[Collected data]
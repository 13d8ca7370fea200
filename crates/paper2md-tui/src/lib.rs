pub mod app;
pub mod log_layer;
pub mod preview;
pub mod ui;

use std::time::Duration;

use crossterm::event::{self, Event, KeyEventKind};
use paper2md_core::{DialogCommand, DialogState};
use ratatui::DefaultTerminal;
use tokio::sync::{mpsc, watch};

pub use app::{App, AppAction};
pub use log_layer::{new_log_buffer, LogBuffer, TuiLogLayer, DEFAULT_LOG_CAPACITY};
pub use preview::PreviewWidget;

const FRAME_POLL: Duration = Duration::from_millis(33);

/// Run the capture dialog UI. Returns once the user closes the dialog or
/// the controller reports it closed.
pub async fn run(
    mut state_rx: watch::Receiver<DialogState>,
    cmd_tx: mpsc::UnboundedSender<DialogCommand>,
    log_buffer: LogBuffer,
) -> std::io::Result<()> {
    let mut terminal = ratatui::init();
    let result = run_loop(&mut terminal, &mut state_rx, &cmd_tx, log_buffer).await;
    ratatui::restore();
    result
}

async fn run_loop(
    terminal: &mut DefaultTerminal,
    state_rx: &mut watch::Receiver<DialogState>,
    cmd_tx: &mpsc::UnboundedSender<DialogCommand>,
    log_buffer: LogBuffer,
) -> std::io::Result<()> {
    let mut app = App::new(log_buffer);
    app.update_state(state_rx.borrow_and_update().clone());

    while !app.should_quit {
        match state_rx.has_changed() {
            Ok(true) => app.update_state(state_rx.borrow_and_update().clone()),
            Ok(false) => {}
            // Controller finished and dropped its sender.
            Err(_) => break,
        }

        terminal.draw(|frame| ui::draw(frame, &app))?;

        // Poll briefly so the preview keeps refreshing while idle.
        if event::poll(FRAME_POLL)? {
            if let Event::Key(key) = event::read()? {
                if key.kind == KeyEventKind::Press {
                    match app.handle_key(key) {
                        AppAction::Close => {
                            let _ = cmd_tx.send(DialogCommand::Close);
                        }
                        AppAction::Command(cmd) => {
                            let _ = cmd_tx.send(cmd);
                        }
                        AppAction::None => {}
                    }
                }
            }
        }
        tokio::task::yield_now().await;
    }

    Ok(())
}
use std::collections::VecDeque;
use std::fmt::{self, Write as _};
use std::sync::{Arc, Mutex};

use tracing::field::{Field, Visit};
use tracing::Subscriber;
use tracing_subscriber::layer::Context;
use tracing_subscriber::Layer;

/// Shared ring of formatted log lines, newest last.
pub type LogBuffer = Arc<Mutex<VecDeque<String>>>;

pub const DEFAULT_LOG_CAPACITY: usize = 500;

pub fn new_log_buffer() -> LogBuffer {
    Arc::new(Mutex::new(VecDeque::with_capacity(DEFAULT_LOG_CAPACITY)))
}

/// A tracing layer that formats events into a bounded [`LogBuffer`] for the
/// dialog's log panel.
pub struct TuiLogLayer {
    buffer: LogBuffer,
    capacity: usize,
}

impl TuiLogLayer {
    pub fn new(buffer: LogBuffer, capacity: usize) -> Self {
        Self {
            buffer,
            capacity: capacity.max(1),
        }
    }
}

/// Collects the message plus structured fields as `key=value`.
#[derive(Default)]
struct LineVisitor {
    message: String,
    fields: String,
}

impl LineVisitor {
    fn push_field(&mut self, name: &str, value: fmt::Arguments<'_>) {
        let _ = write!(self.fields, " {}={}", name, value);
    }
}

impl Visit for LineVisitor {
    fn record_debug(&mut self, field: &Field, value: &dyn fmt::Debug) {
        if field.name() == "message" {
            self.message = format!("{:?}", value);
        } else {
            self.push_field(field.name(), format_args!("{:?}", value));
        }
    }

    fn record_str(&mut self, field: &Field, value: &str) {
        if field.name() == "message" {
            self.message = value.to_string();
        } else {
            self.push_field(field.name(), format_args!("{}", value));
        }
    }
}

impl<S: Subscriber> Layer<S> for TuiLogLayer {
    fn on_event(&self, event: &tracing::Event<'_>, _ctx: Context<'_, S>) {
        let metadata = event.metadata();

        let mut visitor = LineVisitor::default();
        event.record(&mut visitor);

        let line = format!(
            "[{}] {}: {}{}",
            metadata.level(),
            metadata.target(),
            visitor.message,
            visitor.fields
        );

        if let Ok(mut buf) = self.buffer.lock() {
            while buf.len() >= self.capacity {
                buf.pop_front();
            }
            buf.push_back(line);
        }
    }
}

◆ TASK STATEMENT: Copy out the records above without altering anything.

◆ TASK RESPONSE:
repository 13d8ca7370fea200
filename crates/paper2md-tui/src/lib.rs
pub mod app;
pub mod log_layer;
pub mod preview;
pub mod ui;

use std::time::Duration;

use crossterm::event::{self, Event, KeyEventKind};
use paper2md_core::{DialogCommand, DialogState};
use ratatui::DefaultTerminal;
use tokio::sync::{mpsc, watch};

pub use app::{App, AppAction};
pub use log_layer::{new_log_buffer, LogBuffer, TuiLogLayer, DEFAULT_LOG_CAPACITY};
pub use preview::PreviewWidget;

const FRAME_POLL: Duration = Duration::from_millis(33);

/// Run the capture dialog UI. Returns once the user closes the dialog or
/// the controller reports it closed.
pub async fn run(
    mut state_rx: watch::Receiver<DialogState>,
    cmd_tx: mpsc::UnboundedSender<DialogCommand>,
    log_buffer: LogBuffer,
) -> std::io::Result<()> {
    let mut terminal = ratatui::init();
    let result = run_loop(&mut terminal, &mut state_rx, &cmd_tx, log_buffer).await;
    ratatui::restore();
    result
}

async fn run_loop(
    terminal: &mut DefaultTerminal,
    state_rx: &mut watch::Receiver<DialogState>,
    cmd_tx: &mpsc::UnboundedSender<DialogCommand>,
    log_buffer: LogBuffer,
) -> std::io::Result<()> {
    let mut app = App::new(log_buffer);
    app.update_state(state_rx.borrow_and_update().clone());

    while !app.should_quit {
        match state_rx.has_changed() {
            Ok(true) => app.update_state(state_rx.borrow_and_update().clone()),
            Ok(false) => {}
            // Controller finished and dropped its sender.
            Err(_) => break,
        }

        terminal.draw(|frame| ui::draw(frame, &app))?;

        // Poll briefly so the preview keeps refreshing while idle.
        if event::poll(FRAME_POLL)? {
            if let Event::Key(key) = event::read()? {
                if key.kind == KeyEventKind::Press {
                    match app.handle_key(key) {
                        AppAction::Close => {
                            let _ = cmd_tx.send(DialogCommand::Close);
                        }
                        AppAction::Command(cmd) => {
                            let _ = cmd_tx.send(cmd);
                        }
                        AppAction::None => {}
                    }
                }
            }
        }
        tokio::task::yield_now().await;
    }

    Ok(())
}
use std::collections::VecDeque;
use std::fmt::{self, Write as _};
use std::sync::{Arc, Mutex};

use tracing::field::{Field, Visit};
use tracing::Subscriber;
use tracing_subscriber::layer::Context;
use tracing_subscriber::Layer;

/// Shared ring of formatted log lines, newest last.
pub type LogBuffer = Arc<Mutex<VecDeque<String>>>;

pub const DEFAULT_LOG_CAPACITY: usize = 500;

pub fn new_log_buffer() -> LogBuffer {
    Arc::new(Mutex::new(VecDeque::with_capacity(DEFAULT_LOG_CAPACITY)))
}

/// A tracing layer that formats events into a bounded [`LogBuffer`] for the
/// dialog's log panel.
pub struct TuiLogLayer {
    buffer: LogBuffer,
    capacity: usize,
}

impl TuiLogLayer {
    pub fn new(buffer: LogBuffer, capacity: usize) -> Self {
        Self {
            buffer,
            capacity: capacity.max(1),
        }
    }
}

/// Collects the message plus structured fields as `key=value`.
#[derive(Default)]
struct LineVisitor {
    message: String,
    fields: String,
}

impl LineVisitor {
    fn push_field(&mut self, name: &str, value: fmt::Arguments<'_>) {
        let _ = write!(self.fields, " {}={}", name, value);
    }
}

impl Visit for LineVisitor {
    fn record_debug(&mut self, field: &Field, value: &dyn fmt::Debug) {
        if field.name() == "message" {
            self.message = format!("{:?}", value);
        } else {
            self.push_field(field.name(), format_args!("{:?}", value));
        }
    }

    fn record_str(&mut self, field: &Field, value: &str) {
        if field.name() == "message" {
            self.message = value.to_string();
        } else {
            self.push_field(field.name(), format_args!("{}", value));
        }
    }
}

impl<S: Subscriber> Layer<S> for TuiLogLayer {
    fn on_event(&self, event: &tracing::Event<'_>, _ctx: Context<'_, S>) {
        let metadata = event.metadata();

        let mut visitor = LineVisitor::default();
        event.record(&mut visitor);

        let line = format!(
            "[{}] {}: {}{}",
            metadata.level(),
            metadata.target(),
            visitor.message,
            visitor.fields
        );

        if let Ok(mut buf) = self.buffer.lock() {
            while buf.len() >= self.capacity {
                buf.pop_front();
            }
            buf.push_back(line);
        }
    }
}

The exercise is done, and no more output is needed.